Dans la Suite Vulgate, l’auteur rapporte les détails de l’emprisonnement de Merlin dans la continuité du récit de Robert de Boron en intégrant les différentes étapes amoureuses entre Merlin et Viviane. Elle rencontre Merlin dans sa jeunesse sous le signe de la courtoisie et du merveilleux. Le récit s’encre dans un schéma très courant de l’amour courtois et des troubadours : celui de la prison d’amour avec l’amant prisonnier de la dame. Merlin est cette fois enfermé pour l’éternité dans une tour et non dans une caverne pour y mourir. Sa mort est ainsi euphémisée et représentée comme plus lumineuse. Merlin n’apparaitra plus que dans une ultime vision sous forme de fumée au chevalier Gauvain. Représentant ainsi le brouillard druidique, la fumée matérialisant sa voix, lui n’est plus qu’un simple souffle d’air.

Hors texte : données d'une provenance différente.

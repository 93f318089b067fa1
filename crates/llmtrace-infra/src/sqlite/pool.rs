//! Database pool with split reader/writer connections in WAL mode.
//!
//! SQLite allows only one writer at a time. This module provides a `DatabasePool`
//! with a multi-connection reader pool for concurrent reads and a single-connection
//! writer pool for serialized writes. Both use WAL journal mode and enforce foreign keys.

use sqlx::sqlite::{SqliteConnectOptions, SqliteJournalMode, SqlitePool, SqlitePoolOptions};
use std::str::FromStr;

/// Split read/write pool for SQLite with WAL mode.
///
/// - `reader`: Multi-connection pool (up to 8) for concurrent SELECT queries.
/// - `writer`: Single-connection pool for serialized INSERT/DELETE.
#[derive(Clone)]
pub struct DatabasePool {
    pub reader: SqlitePool,
    pub writer: SqlitePool,
}

impl DatabasePool {
    /// Create a new DatabasePool with split reader/writer connections.
    ///
    /// Runs migrations automatically on the writer pool.
    /// Both pools use WAL journal mode, foreign key enforcement, and 5-second busy timeout.
    pub async fn new(database_url: &str) -> Result<Self, sqlx::Error> {
        let base_opts = SqliteConnectOptions::from_str(database_url)?
            .journal_mode(SqliteJournalMode::Wal)
            .foreign_keys(true)
            .busy_timeout(std::time::Duration::from_secs(5))
            .create_if_missing(true);

        let read_opts = base_opts.clone().read_only(true);
        let write_opts = base_opts;

        let writer = SqlitePoolOptions::new()
            .max_connections(1)
            .connect_with(write_opts)
            .await?;

        // Run migrations on writer before opening reader pool
        sqlx::migrate!("../../migrations").run(&writer).await?;

        let reader = SqlitePoolOptions::new()
            .max_connections(8)
            .connect_with(read_opts)
            .await?;

        tracing::debug!(database_url, "sqlite pool opened");

        Ok(Self { reader, writer })
    }

    /// Close both pools, waiting for checked-out connections to be returned.
    pub async fn close(&self) {
        self.reader.close().await;
        self.writer.close().await;
    }

    pub fn is_closed(&self) -> bool {
        self.reader.is_closed() && self.writer.is_closed()
    }
}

Merlin l'enchanteur, un personnage énigmatique
Ainsi, Merlin demeure un personnage énigmatique auquel se mélangent de nombreuses et différentes traditions médiévales. Du sorcier maléfique à l’enchanteur bienveillant, du fou au prophète, du guerrier au poète, les multiples facettes de ce personnage lui assurèrent une considérable fortune littéraire dès le XIIIe siècle dans tout l’Occident médiéval où il devint parfois un procédé littéraire pour attirer l’attention du lecteur mais également au XIXe siècle auprès des écrivains allemands et au XXe siècle en France avec Apollinaire, Aragon, Cocteau, Barjavel, et bien d’autres, contribuant ainsi à perpétrer son mythe.
Selon une tradition contemporaine, Merlin aurait son tombeau dans la forêt de Brocéliande.
Textes médiévaux
- Robert de Boron, Merlin : roman du XIIIe siècle, Paris, Flammarion, 1994. (traduction)
- Geoffroy de Monmouth, La vie de Merlin, Climats, 1996. (traduction)
- Le livre du Graal, Daniel Poirion et Philippe Walter (dir.), Paris, Gallimard, Pléiade, 3 volumes (Estoire, Merlin, Suite Vulgate, Lancelot, Queste, Mort Artu). (texte original et traduction)
Textes modernes
- Guillaume Apollinaire, L'Enchanteur pourrissant, Paris, Flammarion, 1972.
- René Barjavel, L'Enchanteur, Paris, Gallimard, 1987.
Bibliographie
- Michel Zink, Littérature française du Moyen Âge, Paris, PUF, 1994.
- Paul Zumthor, Merlin le prophète : un thème de la littérature polémique, de l’historiographie et des romans, Lausanne, 1943.